Option to sell a share. Option to buy a share. Option to enter into an agreement option agreement. Option agreement for a share in LLC.

When signing option agreements, you should carefully consider the terms of the transaction. An option agreement is an irrevocable offer to which acceptance can be given at any time during a specified period. In this case, it will not be easy for the offeror to dispute the transaction or the option agreement. If there are any special conditions for the conclusion of a transaction, for example, non-performance of another contract, this should be indicated in the offer.

The plot of the case:

The participant of the “RKO” company (hereinafter referred to as the Respondent) concluded an option agreement with a third party on the sale of its interest in the company. As a result of the transformation, the company Agrocom Holding (hereinafter referred to as the Claimant) became the successor of the buyer, which applied to the court to recognize the share purchase agreement as a prisoner.

The option to conclude the contract was notarized, on the same day the seller sent an offer to conclude the contract.
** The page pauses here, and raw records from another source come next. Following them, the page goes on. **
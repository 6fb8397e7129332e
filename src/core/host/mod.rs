//=========================================================================
// Scene Host
//=========================================================================
//
// Capability contract between the loader and whatever runtime owns the
// scenes (renderer, ECS world, asset streamer, ...).
//
// The loader never touches scene content itself. It only asks the host
// to show or hide the loading visual, flip the loading animation, and
// add, remove or activate scenes by name.
//
// Components:
// - `SceneHost`: the capability trait
// - `AsyncOperation`: progress handle for asynchronous loads/unloads
// - `memory`: in-memory reference host
//
//=========================================================================

//=== Module Declarations =================================================

pub mod memory;

//=== Public API ==========================================================

pub use memory::{HostCall, InMemoryOperation, InMemorySceneHost};

//=== LoadSceneMode =======================================================

/// How a loaded scene relates to the scenes already present.
#[derive(Debug, Clone, Copy, PartialEq, Eq, Hash, Default)]
pub enum LoadSceneMode {
    /// Replaces every loaded scene and becomes the active one.
    Single,

    /// Loads alongside the scenes already present.
    #[default]
    Additive,
}

//=== AsyncOperation ======================================================

/// Handle to an in-flight asynchronous scene load or unload.
///
/// Loads report progress in `[0.0, 1.0]`. While activation is withheld
/// a load parks at 0.9 progress
/// ([`MAX_ACTIVATION_THRESHOLD`](crate::core::config::MAX_ACTIVATION_THRESHOLD))
/// and does not complete.
pub trait AsyncOperation: Send {
    /// Advances the operation by one scheduler tick.
    ///
    /// Hosts whose operations progress on their own can leave this empty.
    fn poll(&mut self) {}

    /// Reported progress in `[0.0, 1.0]`.
    fn progress(&self) -> f32;

    /// Whether the operation has fully completed.
    fn is_done(&self) -> bool;

    /// Allows or withholds scene activation once loading has finished.
    fn set_allow_activation(&mut self, allow: bool);
}

//=== SceneHost ===========================================================

/// Runtime services the loader drives during a transition.
///
/// Implemented by the engine integration. All calls happen on the thread
/// that ticks the loader.
pub trait SceneHost {
    /// Operation handle returned by asynchronous loads and unloads.
    type Operation: AsyncOperation;

    //--- Loading Visual ---------------------------------------------------

    /// Shows or hides the loading screen.
    fn set_loading_screen_visible(&mut self, visible: bool);

    /// Sets the loading screen's "loading" animation flag.
    fn set_loading_animation(&mut self, loading: bool);

    //--- Scene Queries ----------------------------------------------------

    /// Name of the active scene, if any.
    fn active_scene(&self) -> Option<String>;

    /// Makes a loaded scene active. Returns `false` if that is not possible.
    fn set_active_scene(&mut self, name: &str) -> bool;

    /// Whether `name` is in the host's build list.
    fn scene_exists(&self, name: &str) -> bool;

    /// Whether `name` is currently loaded.
    fn is_scene_loaded(&self, name: &str) -> bool;

    //--- Scene Operations -------------------------------------------------

    /// Loads a scene synchronously, blocking the caller.
    fn load_scene(&mut self, name: &str, mode: LoadSceneMode);

    /// Starts an asynchronous load. `None` means the host refused.
    fn load_scene_async(&mut self, name: &str, mode: LoadSceneMode) -> Option<Self::Operation>;

    /// Starts an asynchronous unload. `None` means the host refused.
    fn unload_scene_async(&mut self, name: &str) -> Option<Self::Operation>;

    //--- Platform ---------------------------------------------------------

    /// Whether scenes must be loaded synchronously on this target (web).
    fn requires_synchronous_loading(&self) -> bool {
        false
    }
}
The acceptance was received several months later, but within the period specified in the offer and in the option.

The seller declined to conclude a sales contract in the form of a single document signed by the parties, as prescribed by an option agreement.
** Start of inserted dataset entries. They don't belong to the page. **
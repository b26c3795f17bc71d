use clap::{Parser, Subcommand};
use pms_core::{
    data_file_from_env_value, CoreConfig, NewPatient, PatientError, PatientResult, PatientUpdate,
    RecordService,
};
use serde::Serialize;

#[derive(Parser)]
#[command(name = "pms")]
#[command(about = "Patient management system CLI")]
struct Cli {
    /// Patient store file (falls back to PMS_DATA_FILE, then patients.json)
    #[arg(long, global = true)]
    data_file: Option<String>,

    #[command(subcommand)]
    command: Option<Commands>,
}

#[derive(Subcommand)]
enum Commands {
    /// List all patients
    List,
    /// Show one patient
    Show {
        /// Patient ID
        id: String,
    },
    /// List patients sorted by height, weight or bmi
    Sort {
        /// Field to sort by
        field: String,
        /// asc or desc
        #[arg(long)]
        order: Option<String>,
    },
    /// Create a patient
    Create {
        /// Patient ID
        id: String,
        #[arg(long)]
        name: String,
        #[arg(long)]
        city: String,
        #[arg(long, allow_negative_numbers = true)]
        age: i64,
        /// male, female or others
        #[arg(long)]
        gender: String,
        /// Height in metres
        #[arg(long)]
        height: f64,
        /// Weight in kilograms
        #[arg(long)]
        weight: f64,
    },
    /// Update some fields of a patient
    Update {
        /// Patient ID
        id: String,
        #[arg(long)]
        name: Option<String>,
        #[arg(long)]
        city: Option<String>,
        #[arg(long, allow_negative_numbers = true)]
        age: Option<i64>,
        #[arg(long)]
        gender: Option<String>,
        #[arg(long)]
        height: Option<f64>,
        #[arg(long)]
        weight: Option<f64>,
    },
    /// Delete a patient
    Delete {
        /// Patient ID
        id: String,
    },
}

fn main() {
    let cli = Cli::parse();

    let Some(command) = cli.command else {
        println!("Use 'pms --help' for commands");
        return;
    };

    let data_file = data_file_from_env_value(
        cli.data_file
            .or_else(|| std::env::var("PMS_DATA_FILE").ok()),
    );

    let result = CoreConfig::new(data_file)
        .map(|cfg| RecordService::from_config(&cfg))
        .and_then(|service| run(command, &service));

    match result {
        Ok(output) => println!("{}", output),
        Err(e) => {
            eprintln!("Error: {}", e);
            std::process::exit(1);
        }
    }
}

/// Executes one command and renders its output.
fn run(command: Commands, service: &RecordService) -> PatientResult<String> {
    match command {
        Commands::List => to_json(&service.list_all()?),
        Commands::Show { id } => to_json(&service.get(&id)?),
        Commands::Sort { field, order } => to_json(&service.sort_by(&field, order.as_deref())?),
        Commands::Create {
            id,
            name,
            city,
            age,
            gender,
            height,
            weight,
        } => to_json(&service.create(NewPatient {
            id,
            name,
            city,
            age,
            gender,
            height,
            weight,
        })?),
        Commands::Update {
            id,
            name,
            city,
            age,
            gender,
            height,
            weight,
        } => to_json(&service.update(
            &id,
            PatientUpdate {
                name,
                city,
                age,
                gender,
                height,
                weight,
            },
        )?),
        Commands::Delete { id } => {
            service.delete(&id)?;
            Ok(format!("Deleted patient {}", id))
        }
    }
}

fn to_json<T: Serialize + ?Sized>(value: &T) -> PatientResult<String> {
    serde_json::to_string_pretty(value).map_err(PatientError::Serialization)
}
The court found no violation of the established procedure for the sale of the share, the refusal of the second participant LLC RKO from the preemptive right of purchase was received, the Claimant sent a properly executed acceptance.

The court of first instance refused to satisfy the claimant’s requirements, as well as the Respondent’s counter-claim for recognizing the option agreement to be invalid. The Court of Appeal granted the claim.

Judicial act: Resolution of the 15th AAC of April 12, 2019 on cases No. А53-28436 / 2016 and 15АП-3428/2019.

The findings of the court:

1. The offer binds the bidder from the moment the addressee received the offer. The contract will be considered as concluded from the moment when the offeror learned of the actions performed by the addressee testifying to the acceptance.

2. A transaction aimed at alienating a share in the company is subject to notarization by drawing up a single document.

3. The share is transferred to the buyer at the time of notarization of the transaction aimed at alienation.

4. A participant in an option agreement has the right to demand from the second participant to conclude an agreement and transfer the share in court, if the second party to the agreement evades the fulfillment of counter-obligations upon the occurrence of the conditions established by the option agreement.

5. In the case of notarization of the acceptance of a notarially certified offer, the contract is concluded. The signing of a contract in the form of a single document is a consequence of the purchase and sale transaction, and not its cause.

6. Counterclaims for invalidation of an option agreement are not subject to satisfaction because the subject of the dispute is not forcing the defendant to enter into an agreement, but to recognize it as concluded by the parties having taken all necessary actions to enter into an agreement.

Comments:

1) The defendant in the counterclaim indicated that the option could be exercised only in the event of non-fulfillment of obligations under the guarantee agreement on the loan to Global-P LLC. However, judicial acts do not contain information that the option contained any references to the contract of guarantee. The defendant issued an offer with a specific term. The plaintiff took advantage of the offer and made an acceptance in the manner prescribed by law. If it was necessary to condition the relations of the parties by the execution of a surety agreement, it was necessary to indicate this in the option as a condition under which the option could be concluded.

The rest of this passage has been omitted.